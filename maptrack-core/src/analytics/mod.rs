//! Analytics facades for maptrack
//!
//! Three read-only views over a store snapshot:
//! - [`ranking`] - ranked maps with 7-day momentum trends
//! - [`dashboard`] - playtime trend, category breakdown, period
//!   comparison, recent sessions, top 5
//! - [`library`] - one row per ever-played map, range-independent
//!
//! Every facade function is a pure function of a [`StoreData`] snapshot
//! plus an explicit `now`; none of them mutate anything or touch the
//! backend. The facades do not depend on each other - shared aggregation
//! lives in this module.

pub mod dashboard;
pub mod library;
pub mod ranking;

pub use dashboard::{
    category_data, comparison_data, dashboard_data, overview_stats, playtime_trend,
    recent_sessions, top5_maps, CategorySlice, ComparisonData, DashboardData, OverviewStats,
    PeriodSummary, PlaytimeTrend, RecentSession, TopMapRow,
};
pub use library::{library_rows, LibraryRow};
pub use ranking::{top_maps, MetadataResolver, RankedMap};

use chrono::{DateTime, Utc};
use std::collections::BTreeMap;

use crate::timeutil;
use crate::types::{StoreData, TimeRange};

/// Per-map rollup over a reporting window.
#[derive(Debug, Default, Clone)]
pub(crate) struct MapAgg {
    /// Accumulated milliseconds inside the window
    pub total_ms: u64,
    /// Number of in-window days with nonzero play time
    pub play_days: u64,
    /// Start of the most recent in-window day with nonzero play time
    pub last_played: Option<DateTime<Utc>>,
}

/// Roll the day buckets inside `range` up per map.
///
/// Day keys that fail to parse are skipped; persisted data may pre-date
/// schema changes and a bad key must not abort the whole aggregation.
pub(crate) fn aggregate_range(
    data: &StoreData,
    range: TimeRange,
    now: DateTime<Utc>,
) -> BTreeMap<String, MapAgg> {
    let start = timeutil::range_start(range, now);
    let mut per_map: BTreeMap<String, MapAgg> = BTreeMap::new();

    for (key, day_totals) in &data.daily_totals {
        let Some(day) = timeutil::parse_day_key(key) else {
            continue;
        };
        if day < start {
            continue;
        }
        for (map_id, &ms) in day_totals {
            if ms == 0 {
                continue;
            }
            let agg = per_map.entry(map_id.clone()).or_default();
            agg.total_ms += ms;
            agg.play_days += 1;
            agg.last_played = Some(agg.last_played.map_or(day, |prev| prev.max(day)));
        }
    }

    per_map
}

/// Sum play time across all maps for day buckets in `[start, end)`.
pub(crate) fn sum_window(data: &StoreData, start: DateTime<Utc>, end: DateTime<Utc>) -> u64 {
    data.daily_totals
        .iter()
        .filter_map(|(key, day_totals)| {
            let day = timeutil::parse_day_key(key)?;
            if day >= start && day < end {
                Some(day_totals.values().sum::<u64>())
            } else {
                None
            }
        })
        .sum()
}

/// Fixed 7-day trend series for one map, oldest to newest.
///
/// Always 7 days regardless of the reporting window: it represents
/// short-term momentum, not the selected range.
pub(crate) fn trend_series(data: &StoreData, map_id: &str, now: DateTime<Utc>) -> Vec<u64> {
    timeutil::last_n_day_keys(now, 7)
        .iter()
        .map(|key| {
            data.daily_totals
                .get(key)
                .and_then(|day| day.get(map_id))
                .copied()
                .unwrap_or(0)
        })
        .collect()
}

/// Display title for a map: stored metadata title, falling back to the id.
pub(crate) fn display_title(data: &StoreData, map_id: &str) -> String {
    data.maps
        .get(map_id)
        .and_then(|m| m.title.clone())
        .unwrap_or_else(|| map_id.to_string())
}

#[cfg(test)]
mod tests {
    use super::*;
    use chrono::TimeZone;

    fn at(y: i32, mo: u32, d: u32) -> DateTime<Utc> {
        Utc.with_ymd_and_hms(y, mo, d, 12, 0, 0).unwrap()
    }

    fn store_with(buckets: &[(&str, &str, u64)]) -> StoreData {
        let mut data = StoreData::default();
        for (day, map, ms) in buckets {
            data.daily_totals
                .entry(day.to_string())
                .or_default()
                .insert(map.to_string(), *ms);
        }
        data
    }

    #[test]
    fn test_aggregate_range_filters_and_counts() {
        let now = at(2025, 6, 10);
        let data = store_with(&[
            ("2025-06-10", "dust2", 1000),
            ("2025-06-09", "dust2", 2000),
            ("2025-06-01", "dust2", 4000), // outside 7d
            ("2025-06-10", "mirage", 500),
        ]);

        let agg = aggregate_range(&data, TimeRange::Last7Days, now);
        assert_eq!(agg["dust2"].total_ms, 3000);
        assert_eq!(agg["dust2"].play_days, 2);
        assert_eq!(
            agg["dust2"].last_played,
            timeutil::parse_day_key("2025-06-10")
        );
        assert_eq!(agg["mirage"].total_ms, 500);

        let all = aggregate_range(&data, TimeRange::All, now);
        assert_eq!(all["dust2"].total_ms, 7000);
        assert_eq!(all["dust2"].play_days, 3);
    }

    #[test]
    fn test_aggregate_range_skips_malformed_day_keys() {
        let data = store_with(&[("2025-06-10", "dust2", 1000), ("corrupt", "dust2", 9999)]);
        let agg = aggregate_range(&data, TimeRange::All, at(2025, 6, 10));
        assert_eq!(agg["dust2"].total_ms, 1000);
    }

    #[test]
    fn test_trend_series_is_always_seven_days() {
        let now = at(2025, 6, 10);
        let data = store_with(&[
            ("2025-06-10", "dust2", 100),
            ("2025-06-04", "dust2", 700),
            ("2025-06-03", "dust2", 999), // 8 days ago, outside the window
        ]);

        let series = trend_series(&data, "dust2", now);
        assert_eq!(series, vec![700, 0, 0, 0, 0, 0, 100]);
    }

    #[test]
    fn test_sum_window_half_open() {
        let data = store_with(&[
            ("2025-06-09", "dust2", 100),
            ("2025-06-10", "dust2", 200),
            ("2025-06-11", "dust2", 400),
        ]);
        let start = timeutil::parse_day_key("2025-06-09").unwrap();
        let end = timeutil::parse_day_key("2025-06-11").unwrap();
        assert_eq!(sum_window(&data, start, end), 300);
    }
}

• _THE PROBLEM_
Where does "entry" appear in the records above? Copy each line that holds it.

• _SOLUTION FOR THIS PROBLEM_
            let agg = per_map.entry(map_id.clone()).or_default();
                .entry(day.to_string())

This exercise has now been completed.